**Stored items**
------------------------
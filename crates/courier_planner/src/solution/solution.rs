use std::hash::{Hash, Hasher};

use fxhash::FxHasher64;
use serde::Serialize;

use crate::{
    constraints::violation::Violation,
    problem::{
        customer::CustomerIdx,
        dispatch_problem::DispatchProblem,
        travel_matrices::{Distance, Time},
        truck::TruckIdx,
    },
    solution::truck_route::TruckRoute,
};

#[derive(Serialize, Debug, Clone, PartialEq)]
pub struct Solution {
    pub(crate) distance: Distance,
    pub(crate) finish_time: Time,
    pub(crate) routes: Vec<TruckRoute>,
    /// Routes not bounded by the depot, kept in sync with `routes`.
    pub(crate) issues: Vec<Violation>,
}

impl Solution {
    /// No routes yet, totals are NaN.
    pub fn empty() -> Self {
        Solution {
            distance: f64::NAN,
            finish_time: f64::NAN,
            routes: Vec::new(),
            issues: Vec::new(),
        }
    }

    pub fn distance(&self) -> Distance {
        self.distance
    }

    pub fn finish_time(&self) -> Time {
        self.finish_time
    }

    pub fn routes(&self) -> &[TruckRoute] {
        &self.routes
    }

    pub fn route(&self, truck: TruckIdx) -> Option<&TruckRoute> {
        self.routes.iter().find(|route| route.truck == truck)
    }

    pub(crate) fn route_mut(&mut self, truck: TruckIdx) -> Option<&mut TruckRoute> {
        self.routes.iter_mut().find(|route| route.truck == truck)
    }

    pub fn issues(&self) -> &[Violation] {
        &self.issues
    }

    pub(crate) fn refresh_issues(&mut self, problem: &DispatchProblem) {
        self.issues = self
            .routes
            .iter()
            .filter_map(|route| {
                route.malformed_reason().map(|reason| Violation::MalformedRoute {
                    truck: problem.truck(route.truck).name().to_string(),
                    reason: reason.to_string(),
                })
            })
            .collect();
    }

    /// Truck and stop position serving `customer`.
    pub fn serving(&self, customer: CustomerIdx) -> Option<(TruckIdx, usize)> {
        self.routes.iter().find_map(|route| {
            route
                .position_of(customer)
                .map(|position| (route.truck, position))
        })
    }

    /// Distance becomes the sum of route distances, finish time the latest route finish.
    pub(crate) fn refresh_totals(&mut self) {
        self.distance = self.routes.iter().map(|route| route.total_distance).sum();
        self.finish_time = self
            .routes
            .iter()
            .map(|route| route.finish_time())
            .filter(|finish| !finish.is_nan())
            .fold(0.0, f64::max);
    }

    /// Same value for two solutions visiting customers in the same order on
    /// the same trucks, whatever their timings.
    pub fn fingerprint(&self) -> u64 {
        let mut hasher = FxHasher64::default();
        for route in &self.routes {
            route.truck.hash(&mut hasher);
            for stop in route.stops() {
                stop.visit().hash(&mut hasher);
            }
        }
        hasher.finish()
    }
}

impl Default for Solution {
    fn default() -> Self {
        Solution::empty()
    }
}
------------------------
**Exercise instructions**
Once more, write all of the records exactly as given.

**Answer space**
filename crates/courier_planner/src/solution/solution.rs
use std::hash::{Hash, Hasher};

use fxhash::FxHasher64;
use serde::Serialize;

use crate::{
    constraints::violation::Violation,
    problem::{
        customer::CustomerIdx,
        dispatch_problem::DispatchProblem,
        travel_matrices::{Distance, Time},
        truck::TruckIdx,
    },
    solution::truck_route::TruckRoute,
};

#[derive(Serialize, Debug, Clone, PartialEq)]
pub struct Solution {
    pub(crate) distance: Distance,
    pub(crate) finish_time: Time,
    pub(crate) routes: Vec<TruckRoute>,
    /// Routes not bounded by the depot, kept in sync with `routes`.
    pub(crate) issues: Vec<Violation>,
}

impl Solution {
    /// No routes yet, totals are NaN.
    pub fn empty() -> Self {
        Solution {
            distance: f64::NAN,
            finish_time: f64::NAN,
            routes: Vec::new(),
            issues: Vec::new(),
        }
    }

    pub fn distance(&self) -> Distance {
        self.distance
    }

    pub fn finish_time(&self) -> Time {
        self.finish_time
    }

    pub fn routes(&self) -> &[TruckRoute] {
        &self.routes
    }

    pub fn route(&self, truck: TruckIdx) -> Option<&TruckRoute> {
        self.routes.iter().find(|route| route.truck == truck)
    }

    pub(crate) fn route_mut(&mut self, truck: TruckIdx) -> Option<&mut TruckRoute> {
        self.routes.iter_mut().find(|route| route.truck == truck)
    }

    pub fn issues(&self) -> &[Violation] {
        &self.issues
    }

    pub(crate) fn refresh_issues(&mut self, problem: &DispatchProblem) {
        self.issues = self
            .routes
            .iter()
            .filter_map(|route| {
                route.malformed_reason().map(|reason| Violation::MalformedRoute {
                    truck: problem.truck(route.truck).name().to_string(),
                    reason: reason.to_string(),
                })
            })
            .collect();
    }

    /// Truck and stop position serving `customer`.
    pub fn serving(&self, customer: CustomerIdx) -> Option<(TruckIdx, usize)> {
        self.routes.iter().find_map(|route| {
            route
                .position_of(customer)
                .map(|position| (route.truck, position))
        })
    }

    /// Distance becomes the sum of route distances, finish time the latest route finish.
    pub(crate) fn refresh_totals(&mut self) {
        self.distance = self.routes.iter().map(|route| route.total_distance).sum();
        self.finish_time = self
            .routes
            .iter()
            .map(|route| route.finish_time())
            .filter(|finish| !finish.is_nan())
            .fold(0.0, f64::max);
    }

    /// Same value for two solutions visiting customers in the same order on
    /// the same trucks, whatever their timings.
    pub fn fingerprint(&self) -> u64 {
        let mut hasher = FxHasher64::default();
        for route in &self.routes {
            route.truck.hash(&mut hasher);
            for stop in route.stops() {
                stop.visit().hash(&mut hasher);
            }
        }
        hasher.finish()
    }
}

impl Default for Solution {
    fn default() -> Self {
        Solution::empty()
    }
}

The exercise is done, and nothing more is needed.